I started with a small sheet of foam that I purchased at Michael's, in the floral section. I cut it to roughly the same size as the opening that I wanted to cover.
Next, I marked the backside of the foam to match the inside of the tubing on the frame and cut the foam to fit between the tubes.
Cut, sand, fit, and repeat...
...until it fits. Well, at least when directly from the side. Unfortunately, the frame is not straight. It's curved at the top, and therefore, there is a gap between the foam and the frame. No problem -- one of the nice things about building fiberglass parts from foam molds is that if you screw up, or if a part doesn't quite fit, just glue a piece of foam to your work in progress, then cut and sand until it looks like you want it to. Unfortunately, the $10(!) Elmer's spray adhesive I bought...well, it sucks. Supposedly, it can take up to an hour to dry (grrr!), so we'll see if the left-hand panel is a single piece tomorrow, or if I need some different glue.
While the glue was drying on the left-hand panel's foam plug, I got started on the right-hand panel. There is one snag, however, that makes the right-hand panel a little more difficult than the left. If you look right in the middle of the triangle, you'll see a thick, black wire with a heavy rubber boot covering the end. If I am not mistaken, that's either the starter solenoid or the master battery contactor.
In either case, it sticks out far enough that the foam plug has to be carved out to clear the boot, so I marked the approximate size of the contactor, dug out a piece of 60-grit sandpaper and started recessing the foam.
Unfortunately, at this point, after test fitting the foam, I dropped the foam plug and broke off a corner.

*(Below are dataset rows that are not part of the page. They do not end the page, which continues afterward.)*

//! Scoped wall-clock measurement around a single valuation call.

use std::time::{Duration, Instant};
use tracing::info;

/// Measures elapsed wall time from [`Stopwatch::start`].
#[derive(Debug, Clone, Copy)]
pub struct Stopwatch {
    label: &'static str,
    start: Instant,
}

impl Stopwatch {
    /// Starts timing.
    pub fn start(label: &'static str) -> Self {
        Self {
            label,
            start: Instant::now(),
        }
    }

    /// Time elapsed so far.
    pub fn elapsed(&self) -> Duration {
        self.start.elapsed()
    }

    /// Stops timing and logs the elapsed time.
    pub fn stop(self) -> Duration {
        let elapsed = self.elapsed();
        info!(
            label = self.label,
            elapsed_ms = as_millis(elapsed),
            "timed call finished"
        );
        elapsed
    }
}

/// Fractional milliseconds.
pub fn as_millis(duration: Duration) -> f64 {
    duration.as_secs_f64() * 1_000.0
}

#[cfg(test)]
mod tests {
    use super::*;

    #[test]
    fn test_elapsed_is_monotonic() {
        let watch = Stopwatch::start("test");
        let first = watch.elapsed();
        let second = watch.elapsed();
        assert!(second >= first);
        assert!(watch.stop() >= second);
    }

    #[test]
    fn test_as_millis() {
        approx::assert_relative_eq!(as_millis(Duration::from_micros(1500)), 1.5, epsilon = 1e-12);
    }
}
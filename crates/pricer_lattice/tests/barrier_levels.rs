//! Up-and-out barriers placed exactly on lattice nodes.
//!
//! The knock-out test `S >= H` is discontinuous, so a barrier equal to a
//! node price must be judged identically by every induction strategy, no
//! matter which price formula produced the level.

use approx::assert_relative_eq;
use pricer_core::types::{BarrierSpec, ModelParameters, OptionKind};
use pricer_lattice::geometry::{node_prices, GeometryStrategy};
use pricer_lattice::{BinomialEngine, InductionStrategy, PayoffPolicy};

const UP: f64 = 1.1;
const DOWN: f64 = 1.0 / 1.1;

fn lattice(steps: usize) -> ModelParameters<f64> {
    ModelParameters::new(100.0, 100.0, 1.0, 0.06, OptionKind::Call).with_lattice(steps, UP, DOWN)
}

fn values_by_strategy(params: &ModelParameters<f64>, level: f64) -> Vec<f64> {
    let policy = PayoffPolicy::up_and_out(OptionKind::Call, BarrierSpec::up_and_out(level));
    InductionStrategy::ALL
        .iter()
        .map(|&strategy| BinomialEngine::new(strategy).price(params, &policy).unwrap())
        .collect()
}

fn assert_strategies_agree(steps: usize, geometry: GeometryStrategy) {
    let params = lattice(steps);
    for layer in 1..=steps {
        for level in node_prices(100.0, UP, DOWN, layer, geometry) {
            if level <= 100.0 {
                continue;
            }
            let values = values_by_strategy(&params, level);
            for value in &values[1..] {
                assert_relative_eq!(*value, values[0], max_relative = 1e-9, epsilon = 1e-12);
            }
        }
    }
}

#[test]
fn test_barrier_on_incremental_node_prices() {
    for steps in 3..=30 {
        assert_strategies_agree(steps, GeometryStrategy::Incremental);
    }
}

#[test]
fn test_barrier_on_direct_node_prices() {
    for steps in 3..=30 {
        assert_strategies_agree(steps, GeometryStrategy::Direct);
    }
}

#[test]
fn test_barrier_on_incremental_u_squared() {
    // S0 * u^2 built incrementally from S0 * d^4 on a four-step lattice.
    let params = lattice(4);
    let level = node_prices(100.0, UP, DOWN, 4, GeometryStrategy::Incremental)[3];
    let values = values_by_strategy(&params, level);
    for value in &values[1..] {
        assert_relative_eq!(*value, values[0], max_relative = 1e-9, epsilon = 1e-12);
    }
}
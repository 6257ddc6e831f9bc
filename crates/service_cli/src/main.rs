//! Lattice CLI - Command Line Driver for Binomial Option Pricing
//!
//! This is the operational entry point for the binomial lattice engine.
//!
//! # Commands
//!
//! - `lattice price --style american --kind put` - Price the configured contract once
//! - `lattice sweep --from 10 --to 1000 --step 10` - Price across lattice sizes
//! - `lattice check` - Validate and print the effective configuration
//!
//! # Architecture
//!
//! As part of the **S**ervice layer, this crate loads configuration,
//! initialises logging, and drives `pricer_lattice`.

use clap::{Parser, Subcommand};
use std::path::PathBuf;
use tracing::info;
use tracing_subscriber::{layer::SubscriberExt, util::SubscriberInitExt, EnvFilter};

mod commands;
mod config;
mod error;
mod timing;

use commands::ContractArgs;
use config::LatticeConfig;
pub use error::{CliError, Result};

/// Binomial Lattice Option Pricer CLI
#[derive(Parser)]
#[command(name = "lattice")]
#[command(author, version, about, long_about = None)]
struct Cli {
    /// Enable verbose output
    #[arg(short, long, global = true)]
    verbose: bool,

    /// Configuration file path
    #[arg(short, long, global = true, default_value = "lattice.toml")]
    config: PathBuf,

    #[command(subcommand)]
    command: Commands,
}

#[derive(Subcommand)]
enum Commands {
    /// Price the configured contract once
    Price {
        #[command(flatten)]
        contract: ContractArgs,

        /// Number of lattice steps; defaults to the configured steps
        #[arg(short = 'n', long)]
        steps: Option<usize>,
    },

    /// Price the configured contract across lattice sizes
    Sweep {
        #[command(flatten)]
        contract: ContractArgs,

        /// Smallest lattice size
        #[arg(long, default_value = "10")]
        from: usize,

        /// Largest lattice size
        #[arg(long, default_value = "1000")]
        to: usize,

        /// Increment between lattice sizes
        #[arg(long, default_value = "10")]
        step: usize,
    },

    /// Check configuration and print calibrated constants
    Check,
}

fn main() -> Result<()> {
    let cli = Cli::parse();

    let config = LatticeConfig::load_with_env_and_validate(&cli.config)?;

    // Initialise tracing; RUST_LOG wins over the configured level
    let default_level = if cli.verbose { "debug" } else { config.log_level.as_str() };
    tracing_subscriber::registry()
        .with(tracing_subscriber::fmt::layer())
        .with(EnvFilter::try_from_default_env().unwrap_or_else(|_| EnvFilter::new(default_level)))
        .init();

    if cli.verbose {
        info!("Verbose mode enabled");
    }
    info!("Configuration: {}", cli.config.display());

    match cli.command {
        Commands::Price { contract, steps } => commands::price::run(&config, &contract, steps),
        Commands::Sweep {
            contract,
            from,
            to,
            step,
        } => commands::sweep::run(&config, &contract, from, to, step),
        Commands::Check => commands::check::run(&config),
    }
}
//! Check command implementation
//!
//! Prints the effective configuration and the calibrated lattice constants
//! without pricing.

use pricer_lattice::Calibration;
use tracing::{info, warn};

use crate::config::LatticeConfig;
use crate::Result;

/// Run the check command
pub fn run(config: &LatticeConfig) -> Result<()> {
    info!("Checking configuration...");

    println!("{}", toml::to_string_pretty(config)?);

    let params = config.contract.to_parameters();
    println!("u    = {:.10}", params.up());
    println!("d    = {:.10}", params.down());

    if params.steps() == 0 {
        warn!("Zero-step lattice: valuation returns the terminal payoff at spot");
        return Ok(());
    }

    let calibration = Calibration::from_parameters(&params)?;
    println!("dt   = {:.10}", calibration.dt());
    println!("q    = {:.10}", calibration.probability());
    println!("disc = {:.10}", calibration.discount());

    info!("Configuration OK");
    Ok(())
}
//! Lattice model parameters.
//!
//! This module provides the immutable parameter set consumed by one
//! valuation call: contract terms (spot, strike, maturity, kind), the
//! risk-free rate, and the lattice shape (steps, up and down factors).

use num_traits::Float;

use super::option::OptionKind;

/// Parameters of a single binomial lattice valuation.
///
/// Contract terms are fixed at construction; the lattice shape is attached
/// with [`with_lattice`](Self::with_lattice) (explicit factors) or
/// [`with_volatility`](Self::with_volatility) (Cox-Ross-Rubinstein factors).
/// Values are not validated here; the lattice engine checks them before
/// building any layer.
///
/// # Type Parameters
/// * `T` - Floating-point type implementing `Float` (e.g., `f64`, `Dual64`)
///
/// # Examples
/// ```
/// use pricer_core::types::{ModelParameters, OptionKind};
///
/// let params = ModelParameters::new(100.0_f64, 100.0, 1.0, 0.06, OptionKind::Put)
///     .with_volatility(0.2, 100);
///
/// assert_eq!(params.steps(), 100);
/// assert!((params.up() * params.down() - 1.0).abs() < 1e-12);
/// ```
#[derive(Debug, Clone, Copy, PartialEq)]
pub struct ModelParameters<T: Float> {
    spot: T,
    strike: T,
    maturity: T,
    rate: T,
    kind: OptionKind,
    steps: usize,
    up: T,
    down: T,
    volatility: Option<T>,
}

impl<T: Float> ModelParameters<T> {
    /// Creates parameters for a contract with a degenerate (zero-step,
    /// unit-factor) lattice.
    ///
    /// # Arguments
    /// * `spot` - Initial underlying price (S0)
    /// * `strike` - Strike price (K)
    /// * `maturity` - Time to maturity in years (T)
    /// * `rate` - Continuously compounded risk-free rate (r)
    /// * `kind` - Call or put
    pub fn new(spot: T, strike: T, maturity: T, rate: T, kind: OptionKind) -> Self {
        Self {
            spot,
            strike,
            maturity,
            rate,
            kind,
            steps: 0,
            up: T::one(),
            down: T::one(),
            volatility: None,
        }
    }

    /// Creates parameters on a Cox-Ross-Rubinstein lattice of `steps` steps.
    ///
    /// Shorthand for `new(..).with_volatility(volatility, steps)`.
    pub fn from_volatility(
        spot: T,
        strike: T,
        maturity: T,
        rate: T,
        volatility: T,
        steps: usize,
        kind: OptionKind,
    ) -> Self {
        Self::new(spot, strike, maturity, rate, kind).with_volatility(volatility, steps)
    }

    /// Attaches an explicit lattice shape.
    ///
    /// Callers supply `down = 1 / up` for a recombining tree.
    pub fn with_lattice(mut self, steps: usize, up: T, down: T) -> Self {
        self.steps = steps;
        self.up = up;
        self.down = down;
        self.volatility = None;
        self
    }

    /// Attaches a Cox-Ross-Rubinstein lattice: `u = exp(sigma * sqrt(dt))`,
    /// `d = 1 / u`.
    ///
    /// With `steps == 0` the factors are built from a single step spanning
    /// the whole maturity; they are never used for induction in that case.
    pub fn with_volatility(mut self, volatility: T, steps: usize) -> Self {
        let dt = if steps == 0 {
            self.maturity
        } else {
            self.maturity / steps_as(steps)
        };
        let up = (volatility * dt.sqrt()).exp();
        self.steps = steps;
        self.up = up;
        self.down = up.recip();
        self.volatility = Some(volatility);
        self
    }

    /// Rebuilds the same contract on a lattice with `steps` steps.
    ///
    /// Volatility-built parameters get freshly scaled factors; explicit
    /// factors are kept unchanged.
    pub fn with_steps(self, steps: usize) -> Self {
        match self.volatility {
            Some(volatility) => self.with_volatility(volatility, steps),
            None => Self { steps, ..self },
        }
    }

    /// Returns the initial underlying price (S0).
    #[inline]
    pub fn spot(&self) -> T {
        self.spot
    }

    /// Returns the strike price (K).
    #[inline]
    pub fn strike(&self) -> T {
        self.strike
    }

    /// Returns the time to maturity (T).
    #[inline]
    pub fn maturity(&self) -> T {
        self.maturity
    }

    /// Returns the risk-free rate (r).
    #[inline]
    pub fn rate(&self) -> T {
        self.rate
    }

    /// Returns the option kind.
    #[inline]
    pub fn kind(&self) -> OptionKind {
        self.kind
    }

    /// Returns the number of lattice steps (N).
    #[inline]
    pub fn steps(&self) -> usize {
        self.steps
    }

    /// Returns the up factor (u).
    #[inline]
    pub fn up(&self) -> T {
        self.up
    }

    /// Returns the down factor (d).
    #[inline]
    pub fn down(&self) -> T {
        self.down
    }

    /// Returns the volatility the factors were built from, if any.
    #[inline]
    pub fn volatility(&self) -> Option<T> {
        self.volatility
    }

    /// Returns the time step `T / N` (infinite when `N == 0`).
    #[inline]
    pub fn time_step(&self) -> T {
        self.maturity / steps_as(self.steps)
    }
}

#[inline]
fn steps_as<T: Float>(steps: usize) -> T {
    T::from(steps).unwrap_or_else(T::nan)
}
//! Risk-neutral calibration and input validation.
//!
//! Derived constants are computed once per valuation:
//! `dt = T / N`, `q = (exp(r dt) - d) / (u - d)`, `disc = exp(-r dt)`.
//! A lattice is only arbitrage-free when `0 < q < 1`.

use num_traits::Float;
use pricer_core::types::ModelParameters;

use crate::error::LatticeError;
use crate::policy::PayoffPolicy;

/// Per-valuation constants of a calibrated lattice.
///
/// # Examples
/// ```
/// use pricer_core::types::{ModelParameters, OptionKind};
/// use pricer_lattice::Calibration;
///
/// let params = ModelParameters::new(100.0_f64, 100.0, 1.0, 0.06, OptionKind::Call)
///     .with_lattice(3, 1.1, 1.0 / 1.1);
/// let calibration = Calibration::from_parameters(&params).unwrap();
///
/// assert!(calibration.probability() > 0.0 && calibration.probability() < 1.0);
/// assert!((calibration.discount() - (-0.02_f64).exp()).abs() < 1e-15);
/// ```
#[derive(Debug, Clone, Copy, PartialEq)]
pub struct Calibration<T: Float> {
    dt: T,
    probability: T,
    discount: T,
}

impl<T: Float> Calibration<T> {
    /// Derives `dt`, `q`, and `disc` from lattice parameters.
    ///
    /// # Errors
    /// `InvalidCalibration` when `q` falls outside `(0, 1)` (including NaN,
    /// e.g. for a zero-step lattice).
    pub fn from_parameters(params: &ModelParameters<T>) -> Result<Self, LatticeError> {
        let dt = params.time_step();
        let (up, down) = (params.up(), params.down());
        let growth = (params.rate() * dt).exp();
        let probability = (growth - down) / (up - down);

        if !(probability > T::zero() && probability < T::one()) {
            return Err(LatticeError::InvalidCalibration {
                up: to_f64(up),
                down: to_f64(down),
                probability: to_f64(probability),
            });
        }

        Ok(Self {
            dt,
            probability,
            discount: (-params.rate() * dt).exp(),
        })
    }

    /// Returns the time step (dt).
    #[inline]
    pub fn dt(&self) -> T {
        self.dt
    }

    /// Returns the risk-neutral up probability (q).
    #[inline]
    pub fn probability(&self) -> T {
        self.probability
    }

    /// Returns the one-step discount factor (disc).
    #[inline]
    pub fn discount(&self) -> T {
        self.discount
    }

    /// Discounted expectation of the two children of a node:
    /// `disc * (q * up_value + (1 - q) * down_value)`.
    #[inline]
    pub fn continuation(&self, up_value: T, down_value: T) -> T {
        self.discount
            * (self.probability * up_value + (T::one() - self.probability) * down_value)
    }
}

/// Fail-fast checks run before any layer is built.
pub(crate) fn validate_inputs<T: Float>(
    params: &ModelParameters<T>,
    policy: &PayoffPolicy<T>,
) -> Result<(), LatticeError> {
    let zero = T::zero();
    let positive = |value: T| value.is_finite() && value > zero;

    if !positive(params.spot()) {
        return Err(LatticeError::geometry(format!(
            "spot must be positive and finite, got {}",
            to_f64(params.spot())
        )));
    }
    if !positive(params.strike()) {
        return Err(LatticeError::geometry(format!(
            "strike must be positive and finite, got {}",
            to_f64(params.strike())
        )));
    }
    if !positive(params.maturity()) {
        return Err(LatticeError::geometry(format!(
            "maturity must be positive and finite, got {}",
            to_f64(params.maturity())
        )));
    }
    if !params.rate().is_finite() {
        return Err(LatticeError::geometry(format!(
            "rate must be finite, got {}",
            to_f64(params.rate())
        )));
    }
    if let Some(barrier) = policy.barrier() {
        if !positive(barrier.level()) {
            return Err(LatticeError::geometry(format!(
                "barrier level must be positive and finite, got {}",
                to_f64(barrier.level())
            )));
        }
    }

    let (up, down) = (params.up(), params.down());
    let well_ordered = up.is_finite() && down > zero && up > T::one() && up > down;
    if !well_ordered {
        return Err(LatticeError::InvalidCalibration {
            up: to_f64(up),
            down: to_f64(down),
            probability: f64::NAN,
        });
    }

    Ok(())
}

/// Rejects lattices whose extreme terminal nodes overflow or underflow.
///
/// Every other node lies between `S0 * d^N` and `S0 * u^N`, so checking
/// the two corners covers the whole lattice.
pub(crate) fn check_extreme_nodes<T: Float>(
    params: &ModelParameters<T>,
) -> Result<(), LatticeError> {
    let steps = params.steps();
    let overflow = LatticeError::NumericOverflow { layer: steps };
    let exponent = i32::try_from(steps).map_err(|_| overflow.clone())?;

    let top = params.spot() * params.up().powi(exponent);
    let bottom = params.spot() * params.down().powi(exponent);
    if !top.is_finite() || !bottom.is_finite() || bottom <= T::zero() {
        return Err(overflow);
    }
    Ok(())
}

#[inline]
pub(crate) fn to_f64<T: Float>(value: T) -> f64 {
    value.to_f64().unwrap_or(f64::NAN)
}

#[cfg(test)]
mod tests {
    use super::*;
    use approx::assert_relative_eq;
    use pricer_core::types::{BarrierSpec, OptionKind};

    fn reference() -> ModelParameters<f64> {
        ModelParameters::new(100.0, 100.0, 1.0, 0.06, OptionKind::Call)
            .with_lattice(3, 1.1, 1.0 / 1.1)
    }

    #[test]
    fn test_reference_calibration() {
        let calibration = Calibration::from_parameters(&reference()).unwrap();
        let d = 1.0 / 1.1;
        let expected_q = ((0.02_f64).exp() - d) / (1.1 - d);
        assert_relative_eq!(calibration.dt(), 1.0 / 3.0);
        assert_relative_eq!(calibration.probability(), expected_q, epsilon = 1e-15);
        assert_relative_eq!(calibration.discount(), (-0.02_f64).exp(), epsilon = 1e-15);
    }

    #[test]
    fn test_continuation_formula() {
        let calibration = Calibration::from_parameters(&reference()).unwrap();
        let q = calibration.probability();
        let expected = calibration.discount() * (q * 10.0 + (1.0 - q) * 4.0);
        assert_relative_eq!(calibration.continuation(10.0, 4.0), expected);
    }

    #[test]
    fn test_probability_above_one_is_rejected() {
        // exp(r dt) > u: drift outruns the up move.
        let params = ModelParameters::new(100.0, 100.0, 1.0, 0.5, OptionKind::Call)
            .with_lattice(1, 1.1, 1.0 / 1.1);
        let err = Calibration::from_parameters(&params).unwrap_err();
        match err {
            LatticeError::InvalidCalibration { probability, .. } => assert!(probability > 1.0),
            other => panic!("Expected InvalidCalibration, got {:?}", other),
        }
    }

    #[test]
    fn test_probability_below_zero_is_rejected() {
        let params = ModelParameters::new(100.0, 100.0, 1.0, -0.5, OptionKind::Call)
            .with_lattice(1, 1.1, 1.0 / 1.1);
        assert!(matches!(
            Calibration::from_parameters(&params),
            Err(LatticeError::InvalidCalibration { .. })
        ));
    }

    #[test]
    fn test_zero_steps_cannot_calibrate() {
        let params = reference().with_lattice(0, 1.1, 1.0 / 1.1);
        assert!(Calibration::from_parameters(&params).is_err());
    }

    #[test]
    fn test_validate_accepts_reference() {
        let policy = PayoffPolicy::european(OptionKind::Call);
        assert!(validate_inputs(&reference(), &policy).is_ok());
    }

    #[test]
    fn test_validate_rejects_inverted_factors() {
        let params = reference().with_lattice(3, 1.0 / 1.1, 1.1);
        let policy = PayoffPolicy::european(OptionKind::Call);
        assert!(matches!(
            validate_inputs(&params, &policy),
            Err(LatticeError::InvalidCalibration { .. })
        ));
    }

    #[test]
    fn test_validate_rejects_up_not_above_one() {
        let params = reference().with_lattice(3, 1.0, 0.9);
        let policy = PayoffPolicy::european(OptionKind::Call);
        assert!(matches!(
            validate_inputs(&params, &policy),
            Err(LatticeError::InvalidCalibration { .. })
        ));
    }

    #[test]
    fn test_validate_rejects_bad_geometry() {
        let policy = PayoffPolicy::european(OptionKind::Call);
        let bad = [
            ModelParameters::new(0.0, 100.0, 1.0, 0.06, OptionKind::Call),
            ModelParameters::new(100.0, -1.0, 1.0, 0.06, OptionKind::Call),
            ModelParameters::new(100.0, 100.0, 0.0, 0.06, OptionKind::Call),
            ModelParameters::new(100.0, 100.0, 1.0, f64::NAN, OptionKind::Call),
            ModelParameters::new(f64::INFINITY, 100.0, 1.0, 0.06, OptionKind::Call),
        ];
        for params in bad {
            let params = params.with_lattice(3, 1.1, 1.0 / 1.1);
            assert!(matches!(
                validate_inputs(&params, &policy),
                Err(LatticeError::InvalidGeometry { .. })
            ));
        }
    }

    #[test]
    fn test_validate_rejects_non_positive_barrier() {
        let policy = PayoffPolicy::up_and_out(OptionKind::Call, BarrierSpec::up_and_out(0.0));
        assert!(matches!(
            validate_inputs(&reference(), &policy),
            Err(LatticeError::InvalidGeometry { .. })
        ));
    }

    #[test]
    fn test_extreme_nodes_overflow() {
        let params = reference().with_lattice(5000, 1.5, 1.0 / 1.5);
        assert_eq!(
            check_extreme_nodes(&params),
            Err(LatticeError::NumericOverflow { layer: 5000 })
        );
    }

    #[test]
    fn test_extreme_nodes_within_range() {
        let params = reference().with_volatility(0.2, 10_000);
        assert!(check_extreme_nodes(&params).is_ok());
    }
}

Okay, no problem -- as we've already mentioned, you can simply glue pieces back on if you make a mistake. The fiberglass needs to be smooth, presentable, and attractive, but the foam plugs can be a hodgepodge of glued together pieces, so long as you can sand them smooth before starting your lay-ups. However, as I mentioned up above, the spray adhesive I bought doesn't stick very well, or at least doesn't provide much initial tackiness. So, I glued the pieces back together and set them on my work table to dry.
To be continued...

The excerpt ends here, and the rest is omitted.